--- What is expected ---
A single number is the expected answer: the count of lines in the listing that hold the word "functions".

--- Given records ---
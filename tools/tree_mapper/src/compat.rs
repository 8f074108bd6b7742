//! Text conventions of the legacy cast-to-yaml generator, applied to the source text of array
//! lengths, enumerator values and initializers when compat mode is on.

use regex::{Captures, Regex};
use std::sync::LazyLock;

static COMMA: LazyLock<Regex> = LazyLock::new(|| Regex::new(r",\s*").unwrap());
static HEX: LazyLock<Regex> = LazyLock::new(|| Regex::new(r"0[xX]0*([0-9A-Fa-f]+)").unwrap());
static OPERATOR: LazyLock<Regex> = LazyLock::new(|| Regex::new(r"\s*(<<|\+|-)\s*").unwrap());
static ENCLOSING_PARENS: LazyLock<Regex> = LazyLock::new(|| Regex::new(r"^\((.*)\)$").unwrap());

/// Normalizes an expression the way cast-to-yaml printed it: `", "` after commas, lower-case hex
/// literals without leading zeros, spaces around `<<`, `+` and `-`, and no enclosing parentheses.
///
/// This works on text, not on a parsed expression, so `(a) + (b)` loses its outer parentheses
/// too.
pub fn cast_format(text: &str) -> String {
    let text = COMMA.replace_all(text, ", ");
    let text = HEX.replace_all(&text, |caps: &Captures| {
        format!("0x{}", caps[1].to_ascii_lowercase())
    });
    // A sign at the very start is unary and keeps its operand attached.
    let text = OPERATOR.replace_all(&text, |caps: &Captures| match caps.get(0) {
        Some(m) if m.start() == 0 => m.as_str().to_string(),
        _ => format!(" {} ", &caps[1]),
    });
    ENCLOSING_PARENS.replace(&text, "$1").into_owned()
}
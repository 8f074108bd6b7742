mod records;
#[cfg(test)]
mod tests;
mod types;

use crate::MapOptions;
use crate::compat::cast_format;
use crate::declarator::{Group, suffix_groups};
use crate::filter::HeaderFilter;
use crate::index::{Span, TagIndex};
use crate::model::{Declarations, EnumRef, Function, RecordRef, Storage, Type, Typedef, Variable};
use crate::spelling::{self, Ty, TyKind};
use c_ast::{Clang, Node, SourceCache, file_location, is_macro_location, location_offset};
use clang_ast::Id;
use std::collections::{HashMap, HashSet};
use tracing::{debug, info, warn};
use types::Groups;

/// Maps the declarations of `tu` that pass `filter` to a declaration table. `sources` supplies
/// the text of the files clang read, for what the AST does not record.
///
/// # Panics
/// On declaration kinds, builtin types, storage classes and type constructs h2yaml has no
/// representation for.
pub fn map_translation_unit(
    tu: &Node,
    filter: &HeaderFilter,
    sources: &mut SourceCache,
    options: MapOptions,
) -> Declarations {
    let mut mapper = TreeMapper {
        index: TagIndex::build(tu),
        filter,
        sources,
        options,
        table: Declarations::default(),
        records: HashMap::new(),
        enums: HashMap::new(),
        stack: vec![],
        typedef_names: HashSet::new(),
        scope: None,
    };
    for node in &tu.inner {
        if filter.accepts(node) {
            mapper.scope = Span::of(node);
            mapper.visit_top_level(node);
        }
    }
    debug_assert!(
        mapper.stack.is_empty(),
        "records still under construction: {:?}",
        mapper.stack
    );
    let table = mapper.table;
    info!(
        "Mapped {} structs, {} unions, {} typedefs, {} variables, {} functions, {} enums",
        table.structs.len(),
        table.unions.len(),
        table.typedefs.len(),
        table.declarations.len(),
        table.functions.len(),
        table.enums.len()
    );
    table
}

struct TreeMapper<'a, 's> {
    index: TagIndex<'a>,
    filter: &'a HeaderFilter,
    sources: &'s mut SourceCache,
    options: MapOptions,
    table: Declarations,
    /// What a visited record or enum is referred to as.
    records: HashMap<Id, RecordRef>,
    enums: HashMap<Id, EnumRef>,
    /// Records whose members are being mapped; a reference to one of them is a self reference.
    stack: Vec<Id>,
    typedef_names: HashSet<String>,
    /// The top-level declaration being mapped.
    scope: Option<Span>,
}

/// `file:line:col` of a node, for warnings.
fn location(node: &Node) -> String {
    match node.kind.loc().and_then(file_location) {
        Some(loc) => format!("{}:{}:{}", loc.file, loc.line, loc.col),
        None => "<unknown>".into(),
    }
}

fn storage(storage_class: Option<&str>, name: &str) -> Option<Storage> {
    match storage_class {
        None => None,
        Some("extern") => Some(Storage::Extern),
        Some("static") => Some(Storage::Static),
        Some(other) => unimplemented!("storage class `{other}` of `{name}`"),
    }
}

fn parse_spelling(spelling: &str) -> Ty {
    spelling::parse(spelling).unwrap_or_else(|e| unimplemented!("{e}"))
}

impl<'a> TreeMapper<'a, '_> {
    fn visit_top_level(&mut self, node: &'a Node) {
        debug!(
            "Visiting {} {}",
            node.kind.kind_name(),
            node.kind.name().unwrap_or("<anonymous>")
        );
        match &node.kind {
            Clang::RecordDecl { .. } => {
                self.visit_record(node);
            }
            Clang::EnumDecl { .. } => {
                self.visit_enum(node);
            }
            Clang::TypedefDecl { .. } => self.visit_typedef(node),
            Clang::FunctionDecl { .. } => self.visit_function(node),
            Clang::VarDecl { .. } => self.visit_variable(node),
            Clang::EmptyDecl { .. } => {}
            other => unimplemented!(
                "{} declaration at {}",
                other.kind_name(),
                location(node)
            ),
        }
    }

    fn visit_typedef(&mut self, node: &'a Node) {
        let Clang::TypedefDecl { name, qtype, .. } = &node.kind else {
            unreachable!("visit_typedef called on {}", node.kind.kind_name());
        };
        if !self.typedef_names.insert(name.clone()) {
            debug!("Skipping redeclaration of typedef {name}");
            return;
        }
        let parsed = parse_spelling(&qtype.qual_type);
        let ty = match (self.index.linkage_tag(node.id), &parsed.kind) {
            (Some(tag), TyKind::Tag(..)) => Type::qualified(self.visit_tag(tag), parsed.quals),
            _ => {
                let groups = self.declarator_groups(node);
                self.map_ty(&parsed, &mut Groups::new(&groups))
            }
        };
        self.table.typedefs.push(Typedef {
            name: name.clone(),
            ty,
        });
    }

    fn visit_function(&mut self, node: &'a Node) {
        let Clang::FunctionDecl {
            name,
            storage_class,
            qtype,
            inline,
            ..
        } = &node.kind
        else {
            unreachable!("visit_function called on {}", node.kind.kind_name());
        };
        if node
            .inner
            .iter()
            .any(|n| matches!(n.kind, Clang::CompoundStmt { .. }))
        {
            warn!(
                "{}: `{name}` is a function definition and will be ignored.",
                location(node)
            );
            return;
        }

        let parsed = parse_spelling(&qtype.qual_type);
        let TyKind::Function {
            result,
            params,
            variadic,
        } = &parsed.kind
        else {
            unimplemented!("function `{name}` of type `{}`", qtype.qual_type);
        };
        let storage = storage(storage_class.as_deref(), name);
        let groups = self.declarator_groups(node);
        let mut groups = Groups::new(&groups);
        let written = groups.params();
        let ty = self.map_ty(result, &mut groups);
        let params = match params {
            Some(params) => {
                let declared: Vec<Option<&str>> = node
                    .inner
                    .iter()
                    .filter(|n| matches!(n.kind, Clang::ParmVarDecl { .. }))
                    .map(|n| n.kind.name())
                    .collect();
                Some(self.map_params(params, written, Some(declared.as_slice())))
            }
            None => {
                warn!(
                    "{}: `{name}` defines a function with no parameters, consider specifying `void`.",
                    location(node)
                );
                None
            }
        };
        self.table.functions.push(Function {
            name: name.clone(),
            storage,
            inline: *inline,
            ty,
            params,
            var_args: *variadic,
        });
    }

    fn visit_variable(&mut self, node: &'a Node) {
        let Clang::VarDecl {
            name,
            qtype,
            storage_class,
            init,
            ..
        } = &node.kind
        else {
            unreachable!("visit_variable called on {}", node.kind.kind_name());
        };
        let parsed = parse_spelling(&qtype.qual_type);
        // `int a[];` is completed elsewhere.
        if matches!(parsed.kind, TyKind::Array(_, None)) {
            debug!("Skipping {name} of incomplete array type");
            return;
        }
        let groups = self.declarator_groups(node);
        let ty = self.map_ty(&parsed, &mut Groups::new(&groups));
        let storage = storage(storage_class.as_deref(), name);
        let init = match init {
            Some(_) => self.initializer(node),
            None => None,
        };
        self.table.declarations.push(Variable {
            name: name.clone(),
            ty,
            storage,
            init,
        });
    }

    /// Source text of a variable's initializer.
    fn initializer(&mut self, node: &Node) -> Option<String> {
        let expr = node.inner.iter().find(|n| !n.kind.is_attribute())?;
        let text = self.sources.range_text(expr.kind.range()?)?;
        Some(if self.options.compat_cast_to_yaml {
            cast_format(&text)
        } else {
            text
        })
    }

    /// Scans the suffix groups of a named declarator from the source. Declarators written by
    /// macros are not scanned.
    fn declarator_groups(&mut self, node: &Node) -> Vec<Group> {
        let Some(loc) = node.kind.loc() else {
            return vec![];
        };
        if node.kind.name().is_none() || is_macro_location(loc) {
            return vec![];
        }
        let (Some((file, name)), Some(span)) = (location_offset(loc), Span::of(node)) else {
            return vec![];
        };
        if *file != span.file || name >= span.end {
            return vec![];
        }
        self.sources
            .text(file, name, span.end)
            .map_or_else(Vec::new, |text| suffix_groups(&text))
    }
}
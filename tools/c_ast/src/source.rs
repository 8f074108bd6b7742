//! Utility functions for working with source locations and ranges.

use clang_ast::{BareSourceLocation, SourceLocation, SourceRange};
use std::collections::HashMap;
use std::sync::Arc;
use tracing::debug;

/// Returns the location in the file the user wrote: the expansion location for locations inside
/// macro expansions, the plain location otherwise.
pub fn file_location(loc: &SourceLocation) -> Option<&BareSourceLocation> {
    loc.expansion_loc.as_ref().or(loc.spelling_loc.as_ref())
}

/// Returns true if `loc` was produced by a macro expansion.
pub fn is_macro_location(loc: &SourceLocation) -> bool {
    match (&loc.spelling_loc, &loc.expansion_loc) {
        (Some(spelling), Some(expansion)) => {
            spelling.offset != expansion.offset || spelling.file != expansion.file
        }
        _ => false,
    }
}

/// Returns the file and byte offset of `loc`.
pub fn location_offset(loc: &SourceLocation) -> Option<(&Arc<str>, usize)> {
    file_location(loc).map(|l| (&l.file, l.offset))
}

/// Lazily loaded contents of the files clang read. Files that were not read from disk (standard
/// input) are preloaded.
#[derive(Default)]
pub struct SourceCache {
    files: HashMap<Arc<str>, Option<Arc<[u8]>>>,
}

impl SourceCache {
    /// Registers the contents of `file` so it is never read from disk.
    pub fn preload(&mut self, file: &str, contents: Arc<[u8]>) {
        self.files.insert(file.into(), Some(contents));
    }

    /// Returns the contents of `file`, or `None` if it cannot be read.
    pub fn bytes(&mut self, file: &Arc<str>) -> Option<Arc<[u8]>> {
        self.files
            .entry(file.clone())
            .or_insert_with(|| match std::fs::read(&**file) {
                Ok(contents) => Some(contents.into()),
                Err(e) => {
                    debug!("Cannot read {file}: {e}");
                    None
                }
            })
            .clone()
    }

    /// Reads the text covered by `range`, using the locations in the file the user wrote.
    ///
    /// The end location points at the start of the last token, so its token length is added to
    /// include it. Returns `None` if the range spans files, lies outside the file, or the file
    /// cannot be read.
    pub fn range_text(&mut self, range: &SourceRange) -> Option<String> {
        let begin = file_location(&range.begin)?;
        let end = file_location(&range.end)?;
        if begin.file != end.file {
            debug!(
                "SourceRange spans multiple files: {} and {}",
                begin.file, end.file
            );
            return None;
        }
        self.text(&begin.file, begin.offset, end.offset + end.tok_len)
    }

    /// Reads the bytes `start..end` of `file` as text.
    pub fn text(&mut self, file: &Arc<str>, start: usize, end: usize) -> Option<String> {
        let contents = self.bytes(file)?;
        if start > end || end > contents.len() {
            debug!(
                "Source range ({start}..{end}) exceeds file size ({}) of {file}",
                contents.len()
            );
            return None;
        }
        Some(String::from_utf8_lossy(&contents[start..end]).into_owned())
    }
}
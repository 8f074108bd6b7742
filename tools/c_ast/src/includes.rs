//! Discovery of the system include directories of a C compiler.
//!
//! The clang used for parsing may differ from the compiler the user builds with, and so may lack
//! headers the user expects to be found. Asking that compiler for its `#include <...>` search
//! list lets us add those directories to clang's include path, and tells the header filter which
//! files are system headers.

use h2yaml_core::Error;
use std::path::{Component, Path, PathBuf};
use std::process::Command;
use tracing::debug;

const SEARCH_START: &str = "#include <...> search starts here:";
const SEARCH_END: &str = "End of search list.";

#[derive(Clone, Debug, Default)]
pub struct SystemIncludes {
    paths: Vec<PathBuf>,
}

impl SystemIncludes {
    pub fn new(paths: Vec<PathBuf>) -> SystemIncludes {
        SystemIncludes {
            paths: paths.iter().map(|p| normalize(p)).collect(),
        }
    }

    /// Runs `compiler -E -Wp,-v -xc /dev/null` and collects the `<...>` search list. `compiler`
    /// may carry arguments (`CC="ccache gcc -m32"`).
    pub fn probe(compiler: &str) -> Result<SystemIncludes, Error> {
        let mut words = compiler.split_whitespace();
        let program = words.next().unwrap_or(compiler);
        let output = Command::new(program)
            .args(words)
            .args(["-E", "-Wp,-v", "-xc", "/dev/null"])
            .output()
            .map_err(|source| Error::Launch {
                program: program.into(),
                source,
            })?;
        // The search list goes to stderr; stdout holds the (empty) preprocessed output.
        let text = String::from_utf8_lossy(&output.stderr);
        let includes = SystemIncludes::new(parse_search_list(&text));
        debug!("System include directories of {compiler}: {:?}", includes.paths);
        Ok(includes)
    }

    /// Adds the directories of `other` that are not already listed.
    pub fn merge(&mut self, other: &SystemIncludes) {
        for path in &other.paths {
            if !self.paths.contains(path) {
                self.paths.push(path.clone());
            }
        }
    }

    pub fn paths(&self) -> &[PathBuf] {
        &self.paths
    }

    /// Returns true if `file` lives under one of the system include directories.
    pub fn contains(&self, file: &str) -> bool {
        let file = normalize(Path::new(file));
        self.paths.iter().any(|dir| file.starts_with(dir))
    }
}

/// Extracts the directories between the `#include <...>` marker and the end of the search list.
fn parse_search_list(text: &str) -> Vec<PathBuf> {
    let Some(start) = text.find(SEARCH_START) else {
        return vec![];
    };
    let list = &text[start + SEARCH_START.len()..];
    let list = list.find(SEARCH_END).map_or(list, |end| &list[..end]);
    list.lines()
        .map(|line| line.trim().trim_end_matches(" (framework directory)"))
        .filter(|line| !line.is_empty())
        .map(PathBuf::from)
        .collect()
}

/// Lexically resolves `.` and `..` components; compilers print paths such as
/// `/usr/lib/gcc/x86_64-linux-gnu/12/../../../../include`.
fn normalize(path: &Path) -> PathBuf {
    let mut normalized = PathBuf::new();
    for component in path.components() {
        match component {
            Component::CurDir => {}
            Component::ParentDir => {
                if !normalized.pop() {
                    normalized.push(component);
                }
            }
            other => normalized.push(other),
        }
    }
    normalized
}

--- Written solution ---
4